Redeploy the Control VM of the Universal Distributed Logical Router for VMware Cloud Foundation in Region A During failover of the SDDC management applications to Region B, the universal NSX components for dynamic routing are deployed in Region B. If a site failure occurs in Region B, the management applications might lose connectivity if you fail them back to Region A right away. Deploy and configure a control VM for the universal dynamic logical router sfo01m01udlr01 in Region A to restore dynamic routing for the management applications.
Reconfigure the Universal Distributed Logical Router and NSX Edge Nodes for Dynamic Routing for VMware Cloud Foundation in Region A To support dynamic routing in Region A before you initiate disaster recovery from Region B, you configure the universal distributed logical router sfo01m01udlr01 , and NSX Edge nodes sfo01m01esg01 and sfo01m01esg02 . This configuration ensures that the management components of the SDDC continue to communicate using optimal routes in a fault-tolerant network.
Verify the Establishment of BGP for the Universal Distributed Logical Router for VMware Cloud Foundation in Region A Verify that the UDLR for the management applications is successfully peering, and that BGP routing has been established in Region A. After you perform failback for disaster recovery, they can continue communicating to keep SDDC operational.
Deploy the NSX Controllers for the NSX Instance for VMware Cloud Foundation in Region A Deploy the three-node universal NSX Controller cluster in Region A for logical switching and routing in and across the clusters and regions in the SDDC after a failback.
Connect the Application NSX Load Balancer for VMware Cloud Foundation in Region A to the SDDC Network Enable the network connectivity on sfo01m01lb01 load balancer to support high availability and distribute the network traffic load for the Operations Management applications, and the Cloud Management Platform after failback for disaster recovery to Region А.
Update the vSAN Default Storage Policy of the Management Cluster for VMware Cloud Foundation in Region A In an environment with multiple availability zones, if a site failure in Region B occurs, the witness appliance in Region B becomes inaccessible. As a result, one fault domain becomes unavailable for the vSAN stretched cluster. To continue provisioning virtual machines in Region A, configure vSAN by using the vSAN default storage policy to force-provision these virtual machines although they will be non-compliant until the witness appliance rejoins Region A.You perform this operation only when multiple availability zones are configured in your environment.

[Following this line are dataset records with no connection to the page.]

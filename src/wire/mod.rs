//! Wire Codec
//!
//! Length-prefixed, little-endian framed encoding used by every packet.
//! Both ends of the protocol link this module, so the byte layout of any
//! value is identical on client and server.
//!
//! Contract:
//! - primitive integers: little-endian, fixed width
//! - floats: IEEE-754 native bit layout, little-endian
//! - enums: their underlying integer
//! - strings: u64 length prefix, then raw bytes
//! - fixed arrays of N: N elements back-to-back
//! - variable sequences: u64 length prefix, then elements
//! - tagged variants: u8 discriminator, then the payload of that alternative
//! - composite records: each declared field in declaration order
//!
//! The [`Reader`] is monadic: the first failure latches and every subsequent
//! read returns the same error without consuming bytes. [`WireError::TruncatedInput`]
//! doubles as the "need more bytes" signal for the framing layer, which keeps
//! accumulating input instead of treating it as a protocol violation.

use thiserror::Error;

/// Upper bound on any string or sequence length prefix. Anything larger is a
/// malformed or hostile frame, not a packet this protocol produces.
pub const MAX_WIRE_LEN: u64 = 64 * 1024;

/// Decoding failures.
#[derive(Debug, Clone, PartialEq, Eq, Error)]
pub enum WireError {
    /// The buffer ended before the value did. At the framing boundary this
    /// means "need more bytes", not "drop the connection".
    #[error("truncated input")]
    TruncatedInput,

    /// An integer did not map to any enum value.
    #[error("bad enum value {value} for {type_name}")]
    BadEnum {
        /// Enum type being decoded.
        type_name: &'static str,
        /// Offending raw value.
        value: u64,
    },

    /// A variant discriminator was outside the declared alternative list.
    #[error("bad variant tag {tag} for {type_name}")]
    BadVariantTag {
        /// Variant type being decoded.
        type_name: &'static str,
        /// Offending tag byte.
        tag: u8,
    },

    /// A magic byte sequence did not match.
    #[error("magic mismatch")]
    MagicMismatch,

    /// A length prefix exceeded [`MAX_WIRE_LEN`].
    #[error("length {length} exceeds limit {limit}")]
    LengthExceedsLimit {
        /// Declared length.
        length: u64,
        /// The limit it broke.
        limit: u64,
    },
}

/// Values that know their own wire layout.
pub trait Wire: Sized {
    /// Append this value's encoding to the writer.
    fn encode(&self, w: &mut Writer);
    /// Decode one value from the reader.
    fn decode(r: &mut Reader<'_>) -> Result<Self, WireError>;
}

// =============================================================================
// WRITER
// =============================================================================

/// Append-only encoder over a growable byte buffer.
#[derive(Debug, Default)]
pub struct Writer {
    buf: Vec<u8>,
}

impl Writer {
    /// Create an empty writer.
    pub fn new() -> Self {
        Self { buf: Vec::new() }
    }

    /// Consume the writer, yielding the encoded bytes.
    pub fn into_bytes(self) -> Vec<u8> {
        self.buf
    }

    /// Bytes written so far.
    pub fn len(&self) -> usize {
        self.buf.len()
    }

    /// True if nothing has been written.
    pub fn is_empty(&self) -> bool {
        self.buf.is_empty()
    }

    /// Write a single byte.
    pub fn put_u8(&mut self, v: u8) {
        self.buf.push(v);
    }

    /// Write a u16, little-endian.
    pub fn put_u16(&mut self, v: u16) {
        self.buf.extend_from_slice(&v.to_le_bytes());
    }

    /// Write a u32, little-endian.
    pub fn put_u32(&mut self, v: u32) {
        self.buf.extend_from_slice(&v.to_le_bytes());
    }

    /// Write a u64, little-endian.
    pub fn put_u64(&mut self, v: u64) {
        self.buf.extend_from_slice(&v.to_le_bytes());
    }

    /// Write an i8.
    pub fn put_i8(&mut self, v: i8) {
        self.buf.extend_from_slice(&v.to_le_bytes());
    }

    /// Write an i16, little-endian.
    pub fn put_i16(&mut self, v: i16) {
        self.buf.extend_from_slice(&v.to_le_bytes());
    }

    /// Write an i32, little-endian.
    pub fn put_i32(&mut self, v: i32) {
        self.buf.extend_from_slice(&v.to_le_bytes());
    }

    /// Write an i64, little-endian.
    pub fn put_i64(&mut self, v: i64) {
        self.buf.extend_from_slice(&v.to_le_bytes());
    }

    /// Write an f32 as its IEEE-754 bits, little-endian.
    pub fn put_f32(&mut self, v: f32) {
        self.buf.extend_from_slice(&v.to_bits().to_le_bytes());
    }

    /// Write an f64 as its IEEE-754 bits, little-endian.
    pub fn put_f64(&mut self, v: f64) {
        self.buf.extend_from_slice(&v.to_bits().to_le_bytes());
    }

    /// Write a bool as one byte (0 or 1).
    pub fn put_bool(&mut self, v: bool) {
        self.put_u8(v as u8);
    }

    /// Write a string: u64 length prefix, then raw bytes.
    pub fn put_str(&mut self, s: &str) {
        self.put_u64(s.len() as u64);
        self.buf.extend_from_slice(s.as_bytes());
    }

    /// Write raw bytes with no prefix (fixed-size array payloads, magic).
    pub fn put_bytes(&mut self, bytes: &[u8]) {
        self.buf.extend_from_slice(bytes);
    }

    /// Write a variable-length sequence: u64 length prefix, then elements.
    pub fn put_seq<T: Wire>(&mut self, items: &[T]) {
        self.put_u64(items.len() as u64);
        for item in items {
            item.encode(self);
        }
    }
}

// =============================================================================
// READER
// =============================================================================

/// Cursor-based decoder with a latching error state.
///
/// After the first failed read, every further read reports the same error
/// and consumes nothing; callers can decode a whole record straight through
/// and check once at the end, or bail early with `?`.
#[derive(Debug)]
pub struct Reader<'a> {
    buf: &'a [u8],
    pos: usize,
    latched: Option<WireError>,
}

impl<'a> Reader<'a> {
    /// Create a reader over a byte slice.
    pub fn new(buf: &'a [u8]) -> Self {
        Self { buf, pos: 0, latched: None }
    }

    /// Bytes consumed so far.
    pub fn position(&self) -> usize {
        self.pos
    }

    /// Bytes left to read.
    pub fn remaining(&self) -> usize {
        self.buf.len() - self.pos
    }

    /// The latched error, if any read has failed.
    pub fn error(&self) -> Option<&WireError> {
        self.latched.as_ref()
    }

    fn fail<T>(&mut self, err: WireError) -> Result<T, WireError> {
        self.latched = Some(err.clone());
        Err(err)
    }

    fn take(&mut self, n: usize) -> Result<&'a [u8], WireError> {
        if let Some(err) = &self.latched {
            return Err(err.clone());
        }
        if self.remaining() < n {
            return self.fail(WireError::TruncatedInput);
        }
        let slice = &self.buf[self.pos..self.pos + n];
        self.pos += n;
        Ok(slice)
    }

    /// Read a single byte.
    pub fn get_u8(&mut self) -> Result<u8, WireError> {
        Ok(self.take(1)?[0])
    }

    /// Read a little-endian u16.
    pub fn get_u16(&mut self) -> Result<u16, WireError> {
        let b = self.take(2)?;
        Ok(u16::from_le_bytes([b[0], b[1]]))
    }

    /// Read a little-endian u32.
    pub fn get_u32(&mut self) -> Result<u32, WireError> {
        let b = self.take(4)?;
        Ok(u32::from_le_bytes([b[0], b[1], b[2], b[3]]))
    }

    /// Read a little-endian u64.
    pub fn get_u64(&mut self) -> Result<u64, WireError> {
        let b = self.take(8)?;
        Ok(u64::from_le_bytes([b[0], b[1], b[2], b[3], b[4], b[5], b[6], b[7]]))
    }

    /// Read an i8.
    pub fn get_i8(&mut self) -> Result<i8, WireError> {
        Ok(self.get_u8()? as i8)
    }

    /// Read a little-endian i16.
    pub fn get_i16(&mut self) -> Result<i16, WireError> {
        Ok(self.get_u16()? as i16)
    }

    /// Read a little-endian i32.
    pub fn get_i32(&mut self) -> Result<i32, WireError> {
        Ok(self.get_u32()? as i32)
    }

    /// Read a little-endian i64.
    pub fn get_i64(&mut self) -> Result<i64, WireError> {
        Ok(self.get_u64()? as i64)
    }

    /// Read an f32 from its IEEE-754 bits.
    pub fn get_f32(&mut self) -> Result<f32, WireError> {
        Ok(f32::from_bits(self.get_u32()?))
    }

    /// Read an f64 from its IEEE-754 bits.
    pub fn get_f64(&mut self) -> Result<f64, WireError> {
        Ok(f64::from_bits(self.get_u64()?))
    }

    /// Read a bool; any byte other than 0 or 1 is a bad enum.
    pub fn get_bool(&mut self) -> Result<bool, WireError> {
        match self.get_u8()? {
            0 => Ok(false),
            1 => Ok(true),
            v => self.fail(WireError::BadEnum { type_name: "bool", value: v as u64 }),
        }
    }

    /// Read a length prefix, enforcing [`MAX_WIRE_LEN`].
    pub fn get_len(&mut self) -> Result<usize, WireError> {
        let len = self.get_u64()?;
        if len > MAX_WIRE_LEN {
            return self.fail(WireError::LengthExceedsLimit { length: len, limit: MAX_WIRE_LEN });
        }
        Ok(len as usize)
    }

    /// Read a string: u64 length prefix, then raw bytes (UTF-8 validated).
    pub fn get_string(&mut self) -> Result<String, WireError> {
        let len = self.get_len()?;
        let bytes = self.take(len)?;
        match std::str::from_utf8(bytes) {
            Ok(s) => Ok(s.to_owned()),
            Err(_) => self.fail(WireError::BadEnum { type_name: "utf-8 string", value: 0 }),
        }
    }

    /// Read exactly `n` raw bytes.
    pub fn get_bytes(&mut self, n: usize) -> Result<&'a [u8], WireError> {
        self.take(n)
    }

    /// Read a variable-length sequence of `T`.
    pub fn get_seq<T: Wire>(&mut self) -> Result<Vec<T>, WireError> {
        let len = self.get_len()?;
        let mut items = Vec::with_capacity(len.min(256));
        for _ in 0..len {
            items.push(T::decode(self)?);
        }
        Ok(items)
    }

    /// Read a fixed-size array of `T`.
    pub fn get_array<T: Wire, const N: usize>(&mut self) -> Result<[T; N], WireError> {
        let mut items = Vec::with_capacity(N);
        for _ in 0..N {
            items.push(T::decode(self)?);
        }
        // Length is exactly N by construction.
        match items.try_into() {
            Ok(arr) => Ok(arr),
            Err(_) => self.fail(WireError::TruncatedInput),
        }
    }

    /// Consume `expected` and fail with [`WireError::MagicMismatch`] if the
    /// bytes differ.
    pub fn expect_magic(&mut self, expected: &[u8]) -> Result<(), WireError> {
        let actual = self.take(expected.len())?;
        if actual != expected {
            return self.fail(WireError::MagicMismatch);
        }
        Ok(())
    }
}

// =============================================================================
// WIRE IMPLS FOR PRIMITIVES
// =============================================================================

macro_rules! impl_wire_primitive {
    ($ty:ty, $put:ident, $get:ident) => {
        impl Wire for $ty {
            fn encode(&self, w: &mut Writer) {
                w.$put(*self);
            }
            fn decode(r: &mut Reader<'_>) -> Result<Self, WireError> {
                r.$get()
            }
        }
    };
}

impl_wire_primitive!(u8, put_u8, get_u8);
impl_wire_primitive!(u16, put_u16, get_u16);
impl_wire_primitive!(u32, put_u32, get_u32);
impl_wire_primitive!(u64, put_u64, get_u64);
impl_wire_primitive!(i8, put_i8, get_i8);
impl_wire_primitive!(i16, put_i16, get_i16);
impl_wire_primitive!(i32, put_i32, get_i32);
impl_wire_primitive!(i64, put_i64, get_i64);
impl_wire_primitive!(f32, put_f32, get_f32);
impl_wire_primitive!(f64, put_f64, get_f64);
impl_wire_primitive!(bool, put_bool, get_bool);

impl Wire for String {
    fn encode(&self, w: &mut Writer) {
        w.put_str(self);
    }
    fn decode(r: &mut Reader<'_>) -> Result<Self, WireError> {
        r.get_string()
    }
}

impl<T: Wire> Wire for Vec<T> {
    fn encode(&self, w: &mut Writer) {
        w.put_seq(self);
    }
    fn decode(r: &mut Reader<'_>) -> Result<Self, WireError> {
        r.get_seq()
    }
}

impl<T: Wire, const N: usize> Wire for [T; N] {
    fn encode(&self, w: &mut Writer) {
        for item in self {
            item.encode(w);
        }
    }
    fn decode(r: &mut Reader<'_>) -> Result<Self, WireError> {
        r.get_array()
    }
}

/// `Option<T>` encodes as a tagged variant: 0 = None, 1 = Some(payload).
impl<T: Wire> Wire for Option<T> {
    fn encode(&self, w: &mut Writer) {
        match self {
            None => w.put_u8(0),
            Some(v) => {
                w.put_u8(1);
                v.encode(w);
            }
        }
    }
    fn decode(r: &mut Reader<'_>) -> Result<Self, WireError> {
        match r.get_u8()? {
            0 => Ok(None),
            1 => Ok(Some(T::decode(r)?)),
            tag => {
                let err = WireError::BadVariantTag { type_name: "Option", tag };
                r.fail(err)
            }
        }
    }
}

impl<A: Wire, B: Wire> Wire for (A, B) {
    fn encode(&self, w: &mut Writer) {
        self.0.encode(w);
        self.1.encode(w);
    }
    fn decode(r: &mut Reader<'_>) -> Result<Self, WireError> {
        Ok((A::decode(r)?, B::decode(r)?))
    }
}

Initiate Disaster Recovery of the Operations Management Applications for VMware Cloud Foundation in Region A If a site failure in Region B occurs after you failed over the SDDC management applications, initiate disaster recovery of vRealize Suite Lifecycle Manager and of vRealize Operations Manager to keep the monitoring functionality of the SDDC running.
Initiate Disaster Recovery of the Cloud Management Platform for VMware Cloud Foundation in Region A If a site failure in Region B occurs, initiate a disaster recovery of the vRealize Automation components to keep the workload provisioning functionality of the SDDC available.
Post-Failback Configuration of the SDDC Management Applications for VMware Cloud Foundation After failback of the Operations Management applications and the Cloud Management Platform, you must perform certain tasks to ensure that applications perform as expected.
Additional Post-Failback Configuration After Region B Is Available Again for VMware Cloud Foundation When the protected region, Region B, is back online, you can fully transfer all features of the original SDDC configuration to Region A. Integrate the running management nodes in Region B in the main SDDC configuration that is failed back to Region A.